Saved entries
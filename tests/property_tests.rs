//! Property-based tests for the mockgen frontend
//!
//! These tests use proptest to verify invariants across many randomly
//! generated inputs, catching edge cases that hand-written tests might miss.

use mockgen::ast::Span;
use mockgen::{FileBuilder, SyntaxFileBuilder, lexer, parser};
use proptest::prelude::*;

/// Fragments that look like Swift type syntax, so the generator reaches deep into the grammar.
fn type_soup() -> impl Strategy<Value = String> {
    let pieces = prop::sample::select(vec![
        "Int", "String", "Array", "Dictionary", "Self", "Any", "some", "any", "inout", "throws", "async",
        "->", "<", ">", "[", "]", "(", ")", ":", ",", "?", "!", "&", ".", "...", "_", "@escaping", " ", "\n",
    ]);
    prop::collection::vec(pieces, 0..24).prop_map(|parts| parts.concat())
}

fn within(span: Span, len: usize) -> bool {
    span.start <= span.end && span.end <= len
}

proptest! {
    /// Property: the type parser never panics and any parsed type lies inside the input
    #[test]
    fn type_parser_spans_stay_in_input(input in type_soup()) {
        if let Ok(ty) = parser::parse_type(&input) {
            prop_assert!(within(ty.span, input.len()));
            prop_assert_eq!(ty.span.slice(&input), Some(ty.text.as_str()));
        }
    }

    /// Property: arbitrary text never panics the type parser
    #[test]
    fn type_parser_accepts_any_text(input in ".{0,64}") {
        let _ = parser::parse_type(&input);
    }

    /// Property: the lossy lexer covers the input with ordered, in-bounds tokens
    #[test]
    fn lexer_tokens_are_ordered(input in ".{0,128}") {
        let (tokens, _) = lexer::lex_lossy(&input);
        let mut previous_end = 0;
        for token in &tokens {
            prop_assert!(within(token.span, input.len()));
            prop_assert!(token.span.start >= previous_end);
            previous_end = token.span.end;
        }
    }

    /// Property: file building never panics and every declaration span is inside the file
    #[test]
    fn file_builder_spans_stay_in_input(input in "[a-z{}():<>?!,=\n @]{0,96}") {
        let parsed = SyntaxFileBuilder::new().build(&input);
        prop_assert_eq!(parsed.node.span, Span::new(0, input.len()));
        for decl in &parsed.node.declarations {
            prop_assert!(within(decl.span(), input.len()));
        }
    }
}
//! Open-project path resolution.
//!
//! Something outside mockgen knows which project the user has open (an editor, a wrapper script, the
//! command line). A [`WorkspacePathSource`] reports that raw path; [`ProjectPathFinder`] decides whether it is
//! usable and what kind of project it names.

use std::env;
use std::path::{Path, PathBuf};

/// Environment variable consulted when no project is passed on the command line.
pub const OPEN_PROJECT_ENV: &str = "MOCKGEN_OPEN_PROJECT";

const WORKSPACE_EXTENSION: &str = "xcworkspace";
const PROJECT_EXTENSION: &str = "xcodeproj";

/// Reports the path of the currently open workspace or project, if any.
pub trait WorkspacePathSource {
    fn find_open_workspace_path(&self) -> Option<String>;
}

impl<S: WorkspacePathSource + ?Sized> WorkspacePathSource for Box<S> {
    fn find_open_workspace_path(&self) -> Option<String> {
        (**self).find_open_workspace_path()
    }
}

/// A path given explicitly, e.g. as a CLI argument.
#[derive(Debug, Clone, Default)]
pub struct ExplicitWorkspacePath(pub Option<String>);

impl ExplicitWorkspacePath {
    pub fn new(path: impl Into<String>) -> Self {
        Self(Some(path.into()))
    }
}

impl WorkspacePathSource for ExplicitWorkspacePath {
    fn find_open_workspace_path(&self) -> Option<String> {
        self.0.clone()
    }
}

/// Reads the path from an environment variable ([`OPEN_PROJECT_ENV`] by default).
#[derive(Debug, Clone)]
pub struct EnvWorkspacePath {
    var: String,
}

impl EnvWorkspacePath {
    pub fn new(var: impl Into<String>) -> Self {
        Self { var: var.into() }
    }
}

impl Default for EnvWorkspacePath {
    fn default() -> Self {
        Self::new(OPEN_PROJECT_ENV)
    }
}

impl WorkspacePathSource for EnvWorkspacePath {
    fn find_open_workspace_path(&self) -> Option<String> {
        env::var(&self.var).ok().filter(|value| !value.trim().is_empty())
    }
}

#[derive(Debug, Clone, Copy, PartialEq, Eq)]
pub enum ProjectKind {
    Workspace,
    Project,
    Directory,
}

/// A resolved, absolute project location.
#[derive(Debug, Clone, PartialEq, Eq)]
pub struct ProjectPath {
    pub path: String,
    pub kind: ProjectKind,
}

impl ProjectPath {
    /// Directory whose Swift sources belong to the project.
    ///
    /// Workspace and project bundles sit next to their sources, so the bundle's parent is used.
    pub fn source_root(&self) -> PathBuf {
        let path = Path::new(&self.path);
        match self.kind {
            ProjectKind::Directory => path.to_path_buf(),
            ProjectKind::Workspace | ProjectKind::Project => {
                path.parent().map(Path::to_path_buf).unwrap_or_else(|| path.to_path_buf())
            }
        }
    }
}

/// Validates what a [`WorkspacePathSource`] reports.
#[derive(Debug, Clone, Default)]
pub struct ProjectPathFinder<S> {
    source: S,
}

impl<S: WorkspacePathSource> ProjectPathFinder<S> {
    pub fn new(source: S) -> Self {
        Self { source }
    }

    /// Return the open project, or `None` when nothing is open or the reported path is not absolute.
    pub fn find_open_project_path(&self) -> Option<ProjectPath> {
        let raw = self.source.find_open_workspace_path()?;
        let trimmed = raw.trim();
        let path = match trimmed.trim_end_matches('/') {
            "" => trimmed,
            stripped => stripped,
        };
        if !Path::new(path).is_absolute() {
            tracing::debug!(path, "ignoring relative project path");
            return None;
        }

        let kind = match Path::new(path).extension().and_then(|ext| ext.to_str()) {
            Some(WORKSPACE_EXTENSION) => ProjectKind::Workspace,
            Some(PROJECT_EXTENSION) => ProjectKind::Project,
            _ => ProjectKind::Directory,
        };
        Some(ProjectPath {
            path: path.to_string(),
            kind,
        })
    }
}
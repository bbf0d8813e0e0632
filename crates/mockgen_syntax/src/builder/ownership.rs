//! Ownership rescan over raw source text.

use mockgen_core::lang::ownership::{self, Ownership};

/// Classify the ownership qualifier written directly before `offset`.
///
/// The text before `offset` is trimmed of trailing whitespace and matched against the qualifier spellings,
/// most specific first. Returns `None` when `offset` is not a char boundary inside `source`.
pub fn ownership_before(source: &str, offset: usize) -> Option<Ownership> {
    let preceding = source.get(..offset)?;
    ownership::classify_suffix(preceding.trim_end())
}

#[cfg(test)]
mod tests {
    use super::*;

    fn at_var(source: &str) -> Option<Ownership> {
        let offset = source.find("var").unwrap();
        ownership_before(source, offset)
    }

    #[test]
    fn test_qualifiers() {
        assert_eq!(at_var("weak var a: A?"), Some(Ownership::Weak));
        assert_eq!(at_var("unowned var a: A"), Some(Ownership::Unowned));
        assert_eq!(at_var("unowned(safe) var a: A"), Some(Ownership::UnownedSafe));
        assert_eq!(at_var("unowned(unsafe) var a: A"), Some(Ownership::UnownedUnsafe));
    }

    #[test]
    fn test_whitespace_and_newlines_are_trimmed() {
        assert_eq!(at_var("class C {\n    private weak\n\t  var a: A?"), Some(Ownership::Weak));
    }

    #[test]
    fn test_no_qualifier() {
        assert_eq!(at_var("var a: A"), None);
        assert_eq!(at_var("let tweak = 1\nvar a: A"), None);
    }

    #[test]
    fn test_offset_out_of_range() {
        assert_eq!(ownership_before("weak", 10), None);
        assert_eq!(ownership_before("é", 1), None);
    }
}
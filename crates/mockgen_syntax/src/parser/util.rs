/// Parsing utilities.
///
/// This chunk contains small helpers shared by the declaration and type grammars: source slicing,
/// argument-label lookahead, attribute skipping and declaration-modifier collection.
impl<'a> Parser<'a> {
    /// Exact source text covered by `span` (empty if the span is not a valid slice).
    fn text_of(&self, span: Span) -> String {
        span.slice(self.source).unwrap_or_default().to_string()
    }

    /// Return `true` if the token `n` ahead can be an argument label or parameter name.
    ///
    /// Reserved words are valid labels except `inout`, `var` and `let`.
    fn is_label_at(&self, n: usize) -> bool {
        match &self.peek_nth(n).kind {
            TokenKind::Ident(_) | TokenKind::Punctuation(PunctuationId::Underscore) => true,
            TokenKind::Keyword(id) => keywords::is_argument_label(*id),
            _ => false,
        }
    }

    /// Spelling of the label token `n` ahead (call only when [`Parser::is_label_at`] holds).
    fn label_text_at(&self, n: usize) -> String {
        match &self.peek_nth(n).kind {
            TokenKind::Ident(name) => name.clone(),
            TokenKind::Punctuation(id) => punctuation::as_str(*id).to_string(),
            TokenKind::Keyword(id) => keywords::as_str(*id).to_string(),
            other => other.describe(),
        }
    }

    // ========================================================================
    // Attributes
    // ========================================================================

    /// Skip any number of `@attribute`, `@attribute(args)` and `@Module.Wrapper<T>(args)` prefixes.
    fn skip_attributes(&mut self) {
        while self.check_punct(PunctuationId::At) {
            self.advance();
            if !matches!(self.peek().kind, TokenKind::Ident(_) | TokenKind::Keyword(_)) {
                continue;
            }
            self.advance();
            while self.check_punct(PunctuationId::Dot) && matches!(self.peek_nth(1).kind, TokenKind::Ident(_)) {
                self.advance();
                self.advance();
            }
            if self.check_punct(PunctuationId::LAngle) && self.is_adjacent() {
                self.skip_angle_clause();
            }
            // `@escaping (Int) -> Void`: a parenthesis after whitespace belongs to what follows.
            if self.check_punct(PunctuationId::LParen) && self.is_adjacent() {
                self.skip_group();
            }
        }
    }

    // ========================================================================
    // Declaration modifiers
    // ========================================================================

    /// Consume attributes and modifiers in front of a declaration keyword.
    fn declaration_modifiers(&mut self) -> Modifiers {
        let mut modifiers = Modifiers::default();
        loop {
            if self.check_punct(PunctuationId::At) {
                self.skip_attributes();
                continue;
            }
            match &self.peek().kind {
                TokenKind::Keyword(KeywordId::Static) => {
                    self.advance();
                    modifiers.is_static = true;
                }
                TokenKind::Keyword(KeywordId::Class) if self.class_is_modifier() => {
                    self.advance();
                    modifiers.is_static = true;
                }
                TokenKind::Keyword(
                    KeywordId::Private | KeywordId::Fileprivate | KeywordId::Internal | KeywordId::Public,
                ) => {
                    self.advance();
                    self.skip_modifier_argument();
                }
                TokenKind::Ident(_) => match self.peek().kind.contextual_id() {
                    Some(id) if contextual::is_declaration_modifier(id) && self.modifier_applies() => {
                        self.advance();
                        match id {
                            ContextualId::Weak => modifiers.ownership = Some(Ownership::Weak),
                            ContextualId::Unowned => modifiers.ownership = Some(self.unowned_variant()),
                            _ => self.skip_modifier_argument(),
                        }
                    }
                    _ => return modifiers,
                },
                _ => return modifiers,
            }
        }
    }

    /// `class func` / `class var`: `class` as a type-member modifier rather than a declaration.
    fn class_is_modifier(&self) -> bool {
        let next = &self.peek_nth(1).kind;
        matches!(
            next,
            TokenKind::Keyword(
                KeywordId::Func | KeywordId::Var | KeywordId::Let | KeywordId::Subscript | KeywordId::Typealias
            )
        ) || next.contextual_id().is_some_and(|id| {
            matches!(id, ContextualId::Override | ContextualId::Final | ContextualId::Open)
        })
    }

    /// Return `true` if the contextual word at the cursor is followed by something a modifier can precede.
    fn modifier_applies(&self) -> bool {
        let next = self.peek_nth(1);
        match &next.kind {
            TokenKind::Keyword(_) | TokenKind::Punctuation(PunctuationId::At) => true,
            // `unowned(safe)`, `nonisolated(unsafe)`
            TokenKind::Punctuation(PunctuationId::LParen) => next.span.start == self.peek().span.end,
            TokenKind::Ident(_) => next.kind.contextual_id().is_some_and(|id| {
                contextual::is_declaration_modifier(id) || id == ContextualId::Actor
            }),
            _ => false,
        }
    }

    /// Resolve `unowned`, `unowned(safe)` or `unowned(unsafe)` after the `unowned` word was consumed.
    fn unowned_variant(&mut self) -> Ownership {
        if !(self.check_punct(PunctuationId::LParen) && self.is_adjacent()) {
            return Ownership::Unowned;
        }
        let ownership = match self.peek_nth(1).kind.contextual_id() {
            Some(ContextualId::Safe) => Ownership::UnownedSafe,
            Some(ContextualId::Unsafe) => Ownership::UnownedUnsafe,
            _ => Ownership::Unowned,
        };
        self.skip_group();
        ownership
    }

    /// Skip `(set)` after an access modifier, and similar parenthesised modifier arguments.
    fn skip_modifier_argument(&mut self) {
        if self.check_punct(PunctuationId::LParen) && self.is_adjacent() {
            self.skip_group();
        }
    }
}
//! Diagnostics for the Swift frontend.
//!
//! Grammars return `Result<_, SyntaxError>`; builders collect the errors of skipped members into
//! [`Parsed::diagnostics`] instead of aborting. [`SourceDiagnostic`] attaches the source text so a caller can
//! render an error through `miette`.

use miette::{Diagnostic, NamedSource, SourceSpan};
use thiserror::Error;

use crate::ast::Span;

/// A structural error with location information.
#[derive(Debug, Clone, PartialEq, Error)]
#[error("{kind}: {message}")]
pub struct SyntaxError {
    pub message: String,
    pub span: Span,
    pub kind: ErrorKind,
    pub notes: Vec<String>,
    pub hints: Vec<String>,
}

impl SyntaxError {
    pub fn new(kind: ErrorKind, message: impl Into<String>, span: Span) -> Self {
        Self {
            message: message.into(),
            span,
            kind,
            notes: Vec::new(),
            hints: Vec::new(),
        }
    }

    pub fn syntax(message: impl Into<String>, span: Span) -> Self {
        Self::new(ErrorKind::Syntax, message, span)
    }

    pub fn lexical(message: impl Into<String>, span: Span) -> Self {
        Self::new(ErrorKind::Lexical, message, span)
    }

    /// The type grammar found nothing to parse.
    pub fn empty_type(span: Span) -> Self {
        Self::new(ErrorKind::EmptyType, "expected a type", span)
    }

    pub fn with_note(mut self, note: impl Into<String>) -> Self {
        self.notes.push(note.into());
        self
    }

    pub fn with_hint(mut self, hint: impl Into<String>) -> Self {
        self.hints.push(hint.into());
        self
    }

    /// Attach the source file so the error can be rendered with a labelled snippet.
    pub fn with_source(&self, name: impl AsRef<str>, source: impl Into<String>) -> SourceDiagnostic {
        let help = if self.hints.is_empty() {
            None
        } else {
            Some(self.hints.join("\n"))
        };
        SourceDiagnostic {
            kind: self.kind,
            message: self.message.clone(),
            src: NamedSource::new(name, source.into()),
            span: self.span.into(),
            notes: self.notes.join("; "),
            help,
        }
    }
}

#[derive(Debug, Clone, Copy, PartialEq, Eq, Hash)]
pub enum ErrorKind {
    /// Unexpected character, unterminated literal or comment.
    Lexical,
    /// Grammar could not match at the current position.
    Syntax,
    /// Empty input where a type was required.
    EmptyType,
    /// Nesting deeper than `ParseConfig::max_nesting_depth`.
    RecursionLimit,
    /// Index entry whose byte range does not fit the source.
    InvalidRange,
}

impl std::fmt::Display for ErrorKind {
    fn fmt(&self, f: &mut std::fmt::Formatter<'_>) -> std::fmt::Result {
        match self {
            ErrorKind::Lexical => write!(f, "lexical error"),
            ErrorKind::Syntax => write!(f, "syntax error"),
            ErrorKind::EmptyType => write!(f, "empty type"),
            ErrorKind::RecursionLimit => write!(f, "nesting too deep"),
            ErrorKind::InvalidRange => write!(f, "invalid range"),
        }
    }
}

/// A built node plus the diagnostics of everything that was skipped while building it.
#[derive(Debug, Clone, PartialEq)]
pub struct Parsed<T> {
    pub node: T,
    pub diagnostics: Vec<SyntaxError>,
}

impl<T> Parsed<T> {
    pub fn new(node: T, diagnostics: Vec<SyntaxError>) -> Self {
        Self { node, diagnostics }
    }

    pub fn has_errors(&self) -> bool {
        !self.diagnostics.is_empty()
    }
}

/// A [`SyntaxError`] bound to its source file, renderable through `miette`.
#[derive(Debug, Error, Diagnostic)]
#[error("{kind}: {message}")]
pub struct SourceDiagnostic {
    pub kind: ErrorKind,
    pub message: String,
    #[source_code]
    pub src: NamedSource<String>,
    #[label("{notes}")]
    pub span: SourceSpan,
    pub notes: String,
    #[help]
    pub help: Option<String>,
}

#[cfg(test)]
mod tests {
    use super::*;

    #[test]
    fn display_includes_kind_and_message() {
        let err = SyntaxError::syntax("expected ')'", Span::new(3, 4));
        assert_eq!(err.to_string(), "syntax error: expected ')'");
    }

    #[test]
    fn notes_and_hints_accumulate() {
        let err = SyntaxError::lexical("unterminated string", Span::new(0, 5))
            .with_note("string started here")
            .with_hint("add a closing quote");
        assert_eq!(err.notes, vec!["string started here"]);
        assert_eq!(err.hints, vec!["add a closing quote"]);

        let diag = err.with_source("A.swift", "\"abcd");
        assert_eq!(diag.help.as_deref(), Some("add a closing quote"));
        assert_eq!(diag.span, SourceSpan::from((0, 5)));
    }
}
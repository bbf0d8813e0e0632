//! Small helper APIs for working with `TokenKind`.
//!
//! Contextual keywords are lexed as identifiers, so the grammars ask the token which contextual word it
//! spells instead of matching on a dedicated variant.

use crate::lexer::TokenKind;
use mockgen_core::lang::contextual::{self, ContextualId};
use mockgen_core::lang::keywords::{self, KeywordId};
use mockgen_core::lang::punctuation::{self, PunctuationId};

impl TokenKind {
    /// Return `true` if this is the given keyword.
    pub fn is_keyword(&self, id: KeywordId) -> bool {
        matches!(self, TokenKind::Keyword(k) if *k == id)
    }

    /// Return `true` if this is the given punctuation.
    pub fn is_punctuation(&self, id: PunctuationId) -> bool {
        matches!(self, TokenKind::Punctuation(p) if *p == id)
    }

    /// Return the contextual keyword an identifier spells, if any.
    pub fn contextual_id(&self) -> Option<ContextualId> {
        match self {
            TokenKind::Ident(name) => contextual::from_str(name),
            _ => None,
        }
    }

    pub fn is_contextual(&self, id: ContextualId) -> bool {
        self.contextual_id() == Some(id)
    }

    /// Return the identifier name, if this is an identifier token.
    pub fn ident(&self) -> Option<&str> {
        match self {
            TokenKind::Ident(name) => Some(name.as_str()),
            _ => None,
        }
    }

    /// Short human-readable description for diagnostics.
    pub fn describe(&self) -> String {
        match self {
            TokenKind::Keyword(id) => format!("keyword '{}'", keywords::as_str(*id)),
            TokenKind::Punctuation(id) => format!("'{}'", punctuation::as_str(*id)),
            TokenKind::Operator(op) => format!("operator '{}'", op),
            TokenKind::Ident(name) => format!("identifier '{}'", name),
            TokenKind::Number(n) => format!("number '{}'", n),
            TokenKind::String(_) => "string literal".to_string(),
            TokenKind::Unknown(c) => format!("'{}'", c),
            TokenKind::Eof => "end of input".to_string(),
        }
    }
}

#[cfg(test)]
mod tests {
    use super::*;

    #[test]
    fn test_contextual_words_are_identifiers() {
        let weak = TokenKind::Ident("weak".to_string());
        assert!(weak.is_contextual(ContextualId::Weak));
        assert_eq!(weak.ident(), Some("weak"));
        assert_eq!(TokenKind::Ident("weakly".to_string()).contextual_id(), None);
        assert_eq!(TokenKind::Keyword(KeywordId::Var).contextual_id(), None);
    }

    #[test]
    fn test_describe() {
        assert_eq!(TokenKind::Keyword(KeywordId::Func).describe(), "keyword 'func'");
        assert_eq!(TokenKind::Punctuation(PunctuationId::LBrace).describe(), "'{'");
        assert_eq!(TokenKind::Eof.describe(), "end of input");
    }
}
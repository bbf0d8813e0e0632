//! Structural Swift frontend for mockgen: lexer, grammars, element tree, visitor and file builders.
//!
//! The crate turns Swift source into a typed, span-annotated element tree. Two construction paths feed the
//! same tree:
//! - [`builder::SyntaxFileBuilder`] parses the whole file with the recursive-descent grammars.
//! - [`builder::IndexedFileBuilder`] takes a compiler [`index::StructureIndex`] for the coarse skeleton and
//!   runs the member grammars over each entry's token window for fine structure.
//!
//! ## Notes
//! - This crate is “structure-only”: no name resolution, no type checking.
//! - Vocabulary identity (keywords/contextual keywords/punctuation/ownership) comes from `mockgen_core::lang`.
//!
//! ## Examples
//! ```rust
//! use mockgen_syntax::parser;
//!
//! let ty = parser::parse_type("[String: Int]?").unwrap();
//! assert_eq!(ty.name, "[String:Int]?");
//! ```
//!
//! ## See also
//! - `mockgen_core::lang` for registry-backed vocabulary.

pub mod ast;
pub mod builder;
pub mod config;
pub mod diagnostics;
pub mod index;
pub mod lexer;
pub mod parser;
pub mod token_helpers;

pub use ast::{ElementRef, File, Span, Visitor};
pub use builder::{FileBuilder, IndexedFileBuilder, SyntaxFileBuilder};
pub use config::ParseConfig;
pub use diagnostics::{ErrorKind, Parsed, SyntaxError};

▶ **TASK TO COMPLETE**: Whenever a line above has the word "SourceDiagnostic" in it, copy that line.

▶ **ANSWER BOX**:
//! [`Parsed::diagnostics`] instead of aborting. [`SourceDiagnostic`] attaches the source text so a caller can
    pub fn with_source(&self, name: impl AsRef<str>, source: impl Into<String>) -> SourceDiagnostic {
        SourceDiagnostic {
pub struct SourceDiagnostic {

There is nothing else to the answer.